Drago : non c'était même pas toi lol tu m'as pas traité j'avais bien compris le fond de ta pensée en lisant tes messages donc don't worry !

Berniebulle et deborah : je riens en lisant vos émotions diverses et tranchantes sur yosemite même si je compatis  tellement car j'ai failli tomber dans le même piège je pense que vous l'avez compris... heureusement j'ai fait bueuger mon mac par ma non volonté :love: donc le processus n'a pas été jusqu'au bout... mais juste bon courage si vous voulez rebrousser chemin, et moi aussi je trouve que les solutions reboot usb sont difficiles mais c'est surtout parce que c'est long et qu'on a pas forcément tous les éléments en main pour le faire... et oui je suis d'accord "pourquoi n'ont ils pas attendu => et bien pour que de minables utilisateurs de mac comme moi et d'autres se fassent avoir voyons


----------



## rbart (25 Novembre 2014)

C'est dingue tous ces soucis que vous rencontrez !
3 macs à la maison (récents il est vrai : iMac 2012 27", MBA 2013 11" et MPBr 2013 13") sont passés sou Yosemite avec absolument aucun problème.
J'avais eu des soucis l'an passé avec la migration Mavericks sur mon iMac, mais cette année ça a été parfait.
Il doit bien y avoir des bugs ici ou là, mais j'avoue que je n'ai rien remarqué.


----------



## iluro_64 (25 Novembre 2014)

rbart a dit:


> C'est dingue tous ces soucis que vous rencontrez !
> 3 macs à la maison (récents il est vrai : iMac 2012 27", MBA 2013 11" et MPBr 2013 13") sont passés sou Yosemite avec absolument aucun problème.
> J'avais eu des soucis l'an passé avec la migration Mavericks sur mon iMac, mais cette année ça a été parfait.
> Il doit bien y avoir des bugs ici ou là, mais j'avoue que je n'ai rien remarqué.



Peut-être n'as-tu pas essayé les différentes fonctions liées au BlueTooth, au WiFi, en relation avec un i-Bidule du type iPhone, ou plus simplement, les synchronisations et autres relations via iCloud, ou encore l'iCloud Drive !

En effet, avant de me lancer dans l'exploration de ces sujets, l'installation sur mes deux Mac (MBP 13" 2010 et iMac de juin 2014) s'étaient déroulées à merveille. Les applications que j'utilise étaient compatibles.
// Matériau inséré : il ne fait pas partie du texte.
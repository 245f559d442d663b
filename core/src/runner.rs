//! # Worker Pool
//!
//! Every probing method runs through the same pool: a fixed number of
//! workers drain one shared queue and push what they find into an mpsc sink.
//! Each worker owns the state a factory built for it, so per-worker resources
//! such as link-layer sockets are never shared.
//!
//! Workers stop early once the receiving side of the sink is dropped.

use std::collections::VecDeque;
use std::sync::Arc;

use assetr_common::error::DiscoveryError;
use async_trait::async_trait;
use tokio::sync::{Mutex, mpsc};
use tokio::task::JoinSet;
use tracing::debug;

pub type Sink<T> = mpsc::UnboundedSender<T>;

/// Processes one queued item at a time.
#[async_trait]
pub trait Worker<I, O>: Send {
    /// `None` means the item produced nothing worth reporting.
    async fn process(&mut self, item: I) -> Option<O>;
}

#[derive(Debug, Clone, Copy)]
pub struct WorkerPool {
    label: &'static str,
    workers: usize,
}

impl WorkerPool {
    pub fn new(label: &'static str, workers: usize) -> Self {
        Self {
            label,
            workers: workers.max(1),
        }
    }

    /// Runs `items` through the pool, pushing results into `sink`.
    ///
    /// The factory is called once per worker, before any item is processed.
    /// If it fails for any worker the batch is aborted and that first error is
    /// returned. Never spawns more workers than there are items.
    pub async fn run<I, O, W, F>(
        &self,
        items: Vec<I>,
        mut factory: F,
        sink: Sink<O>,
    ) -> Result<(), DiscoveryError>
    where
        I: Send + 'static,
        O: Send + 'static,
        W: Worker<I, O> + 'static,
        F: FnMut(usize) -> Result<W, DiscoveryError>,
    {
        if items.is_empty() {
            return Ok(());
        }

        let count = self.workers.min(items.len());
        let states = (0..count)
            .map(&mut factory)
            .collect::<Result<Vec<W>, _>>()?;

        debug!(
            "{} pool: {} item(s) across {} worker(s)",
            self.label,
            items.len(),
            count
        );

        let queue: Arc<Mutex<VecDeque<I>>> = Arc::new(Mutex::new(items.into()));
        let mut set: JoinSet<()> = JoinSet::new();

        for mut worker in states {
            let queue = Arc::clone(&queue);
            let sink = sink.clone();
            set.spawn(async move {
                loop {
                    if sink.is_closed() {
                        break;
                    }
                    let Some(item) = queue.lock().await.pop_front() else {
                        break;
                    };
                    if let Some(found) = worker.process(item).await {
                        if sink.send(found).is_err() {
                            break;
                        }
                    }
                }
            });
        }
        drop(sink);

        let mut first_error: Option<DiscoveryError> = None;
        while let Some(joined) = set.join_next().await {
            if let Err(e) = joined {
                first_error.get_or_insert(DiscoveryError::WorkerPanicked {
                    label: self.label,
                    reason: e.to_string(),
                });
            }
        }

        match first_error {
            Some(e) => Err(e),
            None => Ok(()),
        }
    }

    /// Like [`WorkerPool::run`], but gathers the results instead of streaming
    /// them.
    pub async fn collect<I, O, W, F>(
        &self,
        items: Vec<I>,
        factory: F,
    ) -> Result<Vec<O>, DiscoveryError>
    where
        I: Send + 'static,
        O: Send + 'static,
        W: Worker<I, O> + 'static,
        F: FnMut(usize) -> Result<W, DiscoveryError>,
    {
        let (tx, mut rx) = mpsc::unbounded_channel();
        self.run(items, factory, tx).await?;

        let mut out = Vec::new();
        while let Ok(found) = rx.try_recv() {
            out.push(found);
        }
        Ok(out)
    }
}

// ╔════════════════════════════════════════════╗
// ║ ████████╗███████╗███████╗████████╗███████╗ ║
// ║ ╚══██╔══╝██╔════╝██╔════╝╚══██╔══╝██╔════╝ ║
// ║    ██║   █████╗  ███████╗   ██║   ███████╗ ║
// ║    ██║   ██╔══╝  ╚════██║   ██║   ╚════██║ ║
// ║    ██║   ███████╗███████║   ██║   ███████║ ║
// ║    ╚═╝   ╚══════╝╚══════╝   ╚═╝   ╚══════╝ ║
// ╚════════════════════════════════════════════╝

#[cfg(test)]
mod tests {
    use super::*;
    use std::sync::atomic::{AtomicUsize, Ordering};
    use std::time::Duration;

    struct FnWorker<F>(F);

    #[async_trait]
    impl<I, O, F, Fut> Worker<I, O> for FnWorker<F>
    where
        I: Send + 'static,
        O: Send + 'static,
        F: FnMut(I) -> Fut + Send,
        Fut: std::future::Future<Output = Option<O>> + Send + 'static,
    {
        async fn process(&mut self, item: I) -> Option<O> {
            (self.0)(item).await
        }
    }

    fn doubler() -> FnWorker<impl FnMut(u32) -> std::future::Ready<Option<u32>> + Send> {
        FnWorker(|n: u32| std::future::ready(Some(n * 2)))
    }

    #[tokio::test]
    async fn every_item_is_processed_once() {
        let pool = WorkerPool::new("test", 4);
        let mut out: Vec<u32> = pool
            .collect((0..100u32).collect::<Vec<_>>(), |_| Ok(doubler()))
            .await
            .unwrap();
        out.sort_unstable();
        assert_eq!(out, (0..100u32).map(|n| n * 2).collect::<Vec<_>>());
    }

    #[tokio::test]
    async fn none_results_are_dropped() {
        let pool = WorkerPool::new("test", 3);
        let out: Vec<u32> = pool
            .collect((0..10u32).collect::<Vec<_>>(), |_| {
                Ok(FnWorker(|n: u32| async move { (n % 2 == 0).then_some(n) }))
            })
            .await
            .unwrap();
        assert_eq!(out.len(), 5);
    }

    #[tokio::test]
    async fn factory_is_called_once_per_worker_and_capped_by_items() {
        let calls = AtomicUsize::new(0);
        let pool = WorkerPool::new("test", 10);
        let out: Vec<u32> = pool
            .collect(vec![1u32, 2, 3], |_| {
                calls.fetch_add(1, Ordering::SeqCst);
                Ok(doubler())
            })
            .await
            .unwrap();
        assert_eq!(out.len(), 3);
        assert_eq!(calls.load(Ordering::SeqCst), 3);
    }

    #[tokio::test]
    async fn factory_error_aborts_batch() {
        let pool = WorkerPool::new("test", 2);
        let result: Result<Vec<u32>, _> = pool
            .collect(vec![1u32, 2, 3], |idx| {
                if idx == 1 {
                    Err(DiscoveryError::EmptyInterface)
                } else {
                    Ok(doubler())
                }
            })
            .await;
        assert!(matches!(result, Err(DiscoveryError::EmptyInterface)));
    }

    #[tokio::test]
    async fn empty_batch_never_calls_factory() {
        let calls = AtomicUsize::new(0);
        let pool = WorkerPool::new("test", 2);
        let out: Vec<u32> = pool
            .collect(Vec::<u32>::new(), |_| {
                calls.fetch_add(1, Ordering::SeqCst);
                Ok(doubler())
            })
            .await
            .unwrap();
        assert!(out.is_empty());
        assert_eq!(calls.load(Ordering::SeqCst), 0);
    }

    #[tokio::test]
    async fn panicking_worker_is_reported() {
        let pool = WorkerPool::new("boom", 1);
        let result: Result<Vec<u32>, _> = pool
            .collect(vec![1u32], |_| {
                Ok(FnWorker(|n: u32| async move {
                    if n > 0 {
                        panic!("worker blew up");
                    }
                    Some(n)
                }))
            })
            .await;
        assert!(matches!(
            result,
            Err(DiscoveryError::WorkerPanicked { label: "boom", .. })
        ));
    }

    #[tokio::test]
    async fn dropped_receiver_stops_workers() {
        let processed = Arc::new(AtomicUsize::new(0));
        let (tx, rx) = mpsc::unbounded_channel::<u32>();
        drop(rx);

        let counter = Arc::clone(&processed);
        let pool = WorkerPool::new("test", 2);
        pool.run(
            (0..1000u32).collect(),
            move |_| {
                let counter = Arc::clone(&counter);
                Ok(FnWorker(move |n: u32| {
                    let counter = Arc::clone(&counter);
                    async move {
                        counter.fetch_add(1, Ordering::SeqCst);
                        tokio::time::sleep(Duration::from_millis(1)).await;
                        Some(n)
                    }
                }))
            },
            tx,
        )
        .await
        .unwrap();

        assert_eq!(processed.load(Ordering::SeqCst), 0);
    }
}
Seulement un petit bug, désagréable, mais pas dommageable, qui a disparu avec X.10.1


----------



## Azurea (25 Novembre 2014)

Bonjour,

c'est vrai qu'au début j'ai rencontré pas mal de soucis mais tout est rentré dans l'ordre surtout depuis la dernière mise à jour.

Par contre (et à signaler) j'ai Parallels Desktop 10 et il y a une fluidité, une rapidité avec Windows 8.1 pro qui est surprenante. Je bascule du bureau Mac à celui de Windows avec facilité.

De plus le tout super stable, Safari est toujours aussi rapide.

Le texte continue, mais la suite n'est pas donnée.